While the study by Jiao et al. provides new insights into the molecular mechanisms through which Rap1GAP limits Ret-induced neurite outgrowth, some questions still remain unanswered. Thus, how the Rap1GAP activity is modulated upon binding to Ret and how Rap1GAP competes with other adaptor proteins, like Src, which has been described to bind Tyr981 11, are important questions that require additional analysis. Interestingly, Rap1 plays an important role in the regulation of the cytoskeleton by activating the Rho GTPase family members Rac1/Cdc42 via the binding and recruitment of the GEFs Tiam1 and Vav2 12. Therefore, another issue that would need to be addressed is whether Rap1GAP may also collaborate in the control of additional downstream signaling pathways involved in Ret-dependent neurite outgrowth, such as activation of Rho GTPases.

The pleiotropic roles played by Ret during development and the complex intracellular network of signaling pathways triggered by Ret, suggested that Ret as other RTK, requires the existence of cellular mechanisms that control its activity, avoiding thereby abnormal cellular behavior and disease. Indeed, the picture that arise from the last years indicates that this receptor is tightly regulated in a cell-specific manner through the coordinated action of different protein inhibitors that function at multiple levels of the signaling cascade and at different time points after receptor engagement. Examples of Ret negative modulators include the ERK1/2 antagonist, sprouty 13 and the leucine-rich repeat and Ig-like protein, Lrig1 14.

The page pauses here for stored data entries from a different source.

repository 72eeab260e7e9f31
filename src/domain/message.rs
/// Message text must be strictly shorter than this many characters.
pub const MAX_MESSAGE_LEN: usize = 255;

#[derive(Debug, Clone, PartialEq, Eq)]
pub struct Message {
    pub message_id: i32,
    pub posted_by: i32,
    pub message_text: String,
    pub time_posted_epoch: i64,
}

/// # Errors
/// Returns a reason when the text is blank or [`MAX_MESSAGE_LEN`] characters or longer.
pub fn validate_text(text: &str) -> Result<(), String> {
    if text.trim().is_empty() {
        return Err("Message text must not be blank".to_string());
    }
    if text.chars().count() >= MAX_MESSAGE_LEN {
        return Err(format!("Message text must be under {MAX_MESSAGE_LEN} characters"));
    }
    Ok(())
}

#[cfg(test)]
mod tests {
    use super::*;

    #[test]
    fn test_length_boundary() {
        assert!(validate_text(&"a".repeat(254)).is_ok());
        assert!(validate_text(&"a".repeat(255)).is_err());
    }

    #[test]
    fn test_blank_rejected() {
        assert!(validate_text("").is_err());
        assert!(validate_text(" \n\t").is_err());
        assert!(validate_text("x").is_ok());
    }
}
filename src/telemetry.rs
use crate::config::{LogFormat, TelemetryConfig};
use opentelemetry::trace::TracerProvider as _;
use opentelemetry::{KeyValue, global};
use opentelemetry_otlp::WithExportConfig;
use opentelemetry_sdk::{
    Resource,
    metrics::{PeriodicReader, SdkMeterProvider},
    propagation::TraceContextPropagator,
    trace::SdkTracerProvider,
};
use opentelemetry_semantic_conventions::resource::{SERVICE_NAME, SERVICE_VERSION};
use tracing_subscriber::{EnvFilter, Registry, layer::SubscriberExt, util::SubscriberInitExt};

const SERVICE: &str = "social-media-api";

/// Keeps the OTLP providers alive; call [`TelemetryGuard::shutdown`] to flush them.
#[derive(Debug, Default)]
pub struct TelemetryGuard {
    tracer_provider: Option<SdkTracerProvider>,
    meter_provider: Option<SdkMeterProvider>,
}

impl TelemetryGuard {
    /// Flushes remaining spans and metrics.
    pub fn shutdown(self) {
        if let Some(Err(e)) = self.tracer_provider.map(|p| p.shutdown()) {
            tracing::warn!(error = %e, "Failed to shut down tracer provider");
        }
        if let Some(Err(e)) = self.meter_provider.map(|p| p.shutdown()) {
            tracing::warn!(error = %e, "Failed to shut down meter provider");
        }
    }
}

/// Installs the global tracing subscriber and, when an OTLP endpoint is
/// configured, the trace and metric exporters.
///
/// # Errors
/// Returns an error if a filter directive or an exporter cannot be built.
pub fn init_telemetry(config: &TelemetryConfig) -> anyhow::Result<TelemetryGuard> {
    let filter = EnvFilter::try_from_default_env()
        .unwrap_or_else(|_| "info".into())
        .add_directive("sqlx=warn".parse()?)
        .add_directive("hyper=warn".parse()?);

    let registry = Registry::default().with(filter);

    let mut guard = TelemetryGuard::default();

    let otel_layer = if let Some(endpoint) = &config.otlp_endpoint {
        let resource = Resource::builder()
            .with_attributes(vec![
                KeyValue::new(SERVICE_NAME, SERVICE),
                KeyValue::new(SERVICE_VERSION, env!("CARGO_PKG_VERSION")),
            ])
            .build();

        global::set_text_map_propagator(TraceContextPropagator::new());

        let span_exporter = opentelemetry_otlp::SpanExporter::builder().with_tonic().with_endpoint(endpoint).build()?;
        let tracer_provider =
            SdkTracerProvider::builder().with_resource(resource.clone()).with_batch_exporter(span_exporter).build();
        let tracer = tracer_provider.tracer(SERVICE);
        global::set_tracer_provider(tracer_provider.clone());

        let metric_exporter =
            opentelemetry_otlp::MetricExporter::builder().with_tonic().with_endpoint(endpoint).build()?;
        let reader = PeriodicReader::builder(metric_exporter).build();
        let meter_provider = SdkMeterProvider::builder().with_resource(resource).with_reader(reader).build();
        global::set_meter_provider(meter_provider.clone());

        guard.tracer_provider = Some(tracer_provider);
        guard.meter_provider = Some(meter_provider);

        Some(tracing_opentelemetry::layer().with_tracer(tracer))
    } else {
        None
    };

    let registry = registry.with(otel_layer);

    match config.log_format {
        LogFormat::Text => registry.with(tracing_subscriber::fmt::layer()).try_init()?,
        LogFormat::Json => registry.with(tracing_subscriber::fmt::layer().json()).try_init()?,
    }

    Ok(guard)
}
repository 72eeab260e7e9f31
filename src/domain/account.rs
/// Shortest password accepted at registration or update.
pub const MIN_PASSWORD_LEN: usize = 4;
/// Column width of `account.username` and `account.password`.
pub const MAX_CREDENTIAL_LEN: usize = 255;

#[derive(Debug, Clone, PartialEq, Eq)]
pub struct Account {
    pub account_id: i32,
    pub username: String,
    pub password: String,
}

impl Account {
    /// Plaintext, case-sensitive comparison. Passwords are stored as given.
    #[must_use]
    pub fn password_matches(&self, candidate: &str) -> bool {
        self.password == candidate
    }
}

/// Checks the field rules shared by registration and account updates.
///
/// # Errors
/// Returns a human readable reason when the username is blank, the
/// password is shorter than [`MIN_PASSWORD_LEN`] characters, or either
/// field exceeds [`MAX_CREDENTIAL_LEN`] characters.
pub fn validate_credentials(username: &str, password: &str) -> Result<(), String> {
    if username.trim().is_empty() {
        return Err("Username must not be blank".to_string());
    }
    if username.chars().count() > MAX_CREDENTIAL_LEN {
        return Err(format!("Username must be at most {MAX_CREDENTIAL_LEN} characters"));
    }
    let password_len = password.chars().count();
    if password_len < MIN_PASSWORD_LEN {
        return Err(format!("Password must be at least {MIN_PASSWORD_LEN} characters"));
    }
    if password_len > MAX_CREDENTIAL_LEN {
        return Err(format!("Password must be at most {MAX_CREDENTIAL_LEN} characters"));
    }
    Ok(())
}
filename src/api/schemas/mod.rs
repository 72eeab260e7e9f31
pub mod account;
pub mod message;
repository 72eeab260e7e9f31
pub(crate) mod account;
pub(crate) mod message;

pub(crate) use account::AccountRecord;
pub(crate) use message::MessageRecord;
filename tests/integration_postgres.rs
#![allow(clippy::unwrap_used, clippy::panic, missing_debug_implementations, unreachable_pub)]
use reqwest::StatusCode;
use serde_json::json;
use social_media_api::api::schemas::account::Account;
use social_media_api::api::schemas::message::Message;

mod common;

use common::{TestApp, unique_name};

#[tokio::test]
async fn test_pg_register_login_and_list() {
    let Some(app) = TestApp::spawn_with_database().await else { return };
    let name = unique_name("pg_bob");

    let account = app.register_user(&name, "pass").await;
    assert_eq!(account.username, name);

    let resp = app.post_json("/register", &json!({ "username": name, "password": "other" })).await;
    assert_eq!(resp.status(), StatusCode::BAD_REQUEST);

    let resp = app.post_json("/login", &json!({ "username": name, "password": "pass" })).await;
    assert_eq!(resp.status(), StatusCode::OK);
    let logged_in: Account = resp.json().await.unwrap();
    assert_eq!(logged_in, account);

    let resp = app.post_json("/login", &json!({ "username": name, "password": "PASS" })).await;
    assert_eq!(resp.status(), StatusCode::UNAUTHORIZED);

    let accounts: Vec<Account> = app.get("/accounts").await.json().await.unwrap();
    assert!(accounts.contains(&account));
}

#[tokio::test]
async fn test_pg_update_account() {
    let Some(app) = TestApp::spawn_with_database().await else { return };
    let account = app.register_user(&unique_name("pg_old"), "pass").await;
    let renamed = unique_name("pg_new");
    let path = format!("/accounts/{}", account.account_id);

    let resp = app.put_json(&path, &json!({ "username": renamed, "password": "secret" })).await;
    assert_eq!(resp.status(), StatusCode::OK);
    let updated: Account = resp.json().await.unwrap();
    assert_eq!(updated.account_id, account.account_id);
    assert_eq!(updated.username, renamed);

    let resp = app.post_json("/login", &json!({ "username": renamed, "password": "secret" })).await;
    assert_eq!(resp.status(), StatusCode::OK);
}

#[tokio::test]
async fn test_pg_oversized_credentials_rejected() {
    let Some(app) = TestApp::spawn_with_database().await else { return };
    let account = app.register_user(&unique_name("pg_long"), "pass").await;
    let path = format!("/accounts/{}", account.account_id);

    let resp = app.post_json("/register", &json!({ "username": "u".repeat(256), "password": "pass" })).await;
    assert_eq!(resp.status(), StatusCode::BAD_REQUEST);

    let resp = app.put_json(&path, &json!({ "username": "u".repeat(256), "password": "pass" })).await;
    assert_eq!(resp.status(), StatusCode::BAD_REQUEST);

    let resp = app.put_json(&path, &json!({ "username": account.username, "password": "p".repeat(256) })).await;
    assert_eq!(resp.status(), StatusCode::BAD_REQUEST);
}

#[tokio::test]
async fn test_pg_message_lifecycle() {
    let Some(app) = TestApp::spawn_with_database().await else { return };
    let author = app.register_user(&unique_name("pg_author"), "pass").await;

    let posted = app.create_message(author.account_id, "hello postgres", 1_669_947_792).await;
    assert_eq!(posted.posted_by, author.account_id);
    assert_eq!(posted.time_posted_epoch, 1_669_947_792);

    let path = format!("/messages/{}", posted.message_id);
    let fetched: Message = app.get(&path).await.json().await.unwrap();
    assert_eq!(fetched, posted);

    let all: Vec<Message> = app.get("/messages").await.json().await.unwrap();
    assert!(all.contains(&posted));

    let by_author: Vec<Message> =
        app.get(&format!("/accounts/{}/messages", author.account_id)).await.json().await.unwrap();
    assert_eq!(by_author, vec![posted.clone()]);

    let resp = app.put_json(&path, &json!({ "message_text": "edited" })).await;
    assert_eq!(resp.status(), StatusCode::OK);
    let updated: Message = resp.json().await.unwrap();
    assert_eq!(updated.message_text, "edited");
    assert_eq!(updated.time_posted_epoch, posted.time_posted_epoch);

    let reread: Message = app.get(&path).await.json().await.unwrap();
    assert_eq!(reread, updated);

    let resp = app.delete(&path).await;
    assert_eq!(resp.status(), StatusCode::OK);
    let deleted: Message = resp.json().await.unwrap();
    assert_eq!(deleted, updated);

    let resp = app.delete(&path).await;
    assert_eq!(resp.status(), StatusCode::OK);
    assert!(resp.text().await.unwrap().is_empty());

    let resp = app.get(&path).await;
    assert_eq!(resp.status(), StatusCode::OK);
    assert!(resp.text().await.unwrap().is_empty());
}

#[tokio::test]
async fn test_pg_message_validation() {
    let Some(app) = TestApp::spawn_with_database().await else { return };
    let author = app.register_user(&unique_name("pg_bounds"), "pass").await;

    let resp = app.post_message(author.account_id, &"a".repeat(254), 1).await;
    assert_eq!(resp.status(), StatusCode::OK);

    let resp = app.post_message(author.account_id, &"a".repeat(255), 1).await;
    assert_eq!(resp.status(), StatusCode::BAD_REQUEST);

    let resp = app.post_message(author.account_id, "   ", 1).await;
    assert_eq!(resp.status(), StatusCode::BAD_REQUEST);

    let resp = app.post_message(i32::MAX, "nobody wrote this", 1).await;
    assert_eq!(resp.status(), StatusCode::BAD_REQUEST);

    let resp = app.put_json(&format!("/messages/{}", i32::MAX), &json!({ "message_text": "ghost" })).await;
    assert_eq!(resp.status(), StatusCode::BAD_REQUEST);
}

#[tokio::test]
async fn test_pg_text_is_bound_not_interpolated() {
    let Some(app) = TestApp::spawn_with_database().await else { return };
    let name = unique_name("pg_o'brien");
    let author = app.register_user(&name, "pa'ss; DROP TABLE account; --").await;

    let text = "it's a '); DELETE FROM message; -- test";
    let posted = app.create_message(author.account_id, text, 7).await;
    assert_eq!(posted.message_text, text);

    let resp = app.post_json("/login", &json!({ "username": name, "password": "pa'ss; DROP TABLE account; --" })).await;
    assert_eq!(resp.status(), StatusCode::OK);

    let fetched: Message = app.get(&format!("/messages/{}", posted.message_id)).await.json().await.unwrap();
    assert_eq!(fetched.message_text, text);
}

#[tokio::test]
async fn test_pg_readiness() {
    let Some(app) = TestApp::spawn_with_database().await else { return };

    let resp = app.client.get(format!("{}/readyz", app.mgmt_url)).send().await.unwrap();
    assert_eq!(resp.status(), StatusCode::OK);
}
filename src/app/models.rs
use std::path::PathBuf;

use serde::{Deserialize, Serialize};

use crate::app::error::PullCoverageError;

/// Aggregated outcome of one instrumentation run on one device, as reported
/// by the run listener.
#[derive(Debug, Clone, Serialize, Deserialize, PartialEq, Eq)]
pub struct TestRunResult {
    pub failed: bool,
    pub tests_run: usize,
    /// RFC 3339 timestamp of run completion.
    pub finished_at: String,
    pub report_path: Option<PathBuf>,
}

impl TestRunResult {
    pub fn new(failed: bool, tests_run: usize, report_path: Option<PathBuf>) -> Self {
        Self {
            failed,
            tests_run,
            finished_at: chrono::Utc::now().to_rfc3339(),
            report_path,
        }
    }
}

/// Final per-device outcome handed back to the caller. A coverage failure is
/// carried separately and never flips `failed`.
#[derive(Debug, Clone, Default)]
pub struct DeviceCommandResult {
    pub failed: bool,
    pub coverage_artifact: Option<PathBuf>,
    pub coverage_error: Option<PullCoverageError>,
}
pub mod commands;
pub mod config;
pub mod device;
pub mod error;
pub mod logging;
pub mod models;
pub mod planner;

The physiological requirement of Ret signaling for the survival, maintenance and regeneration of the dopaminergic system supports additional investigation toward optimizing the ongoing GDNF clinical trials for Parkinson disease (PD) using activators or reducing the effects of endogenous antagonists of Ret signaling. Unlike Ret positive signaling effectors, which are relatively well understood, signaling attenuation is under intensive study. In this regard, the study performed by Jiao et al. adds a new physiological mechanism to negatively regulate signaling and biological responses induced by GDNF and Ret in neuronal cells. In particular, the fact that Ret is coexpressed with Rap1GAP in midbrain dopaminergic neurons together with the association between both molecules in midbrain tissue argue that this mechanism could have a potential therapeutic value for treatment of PD.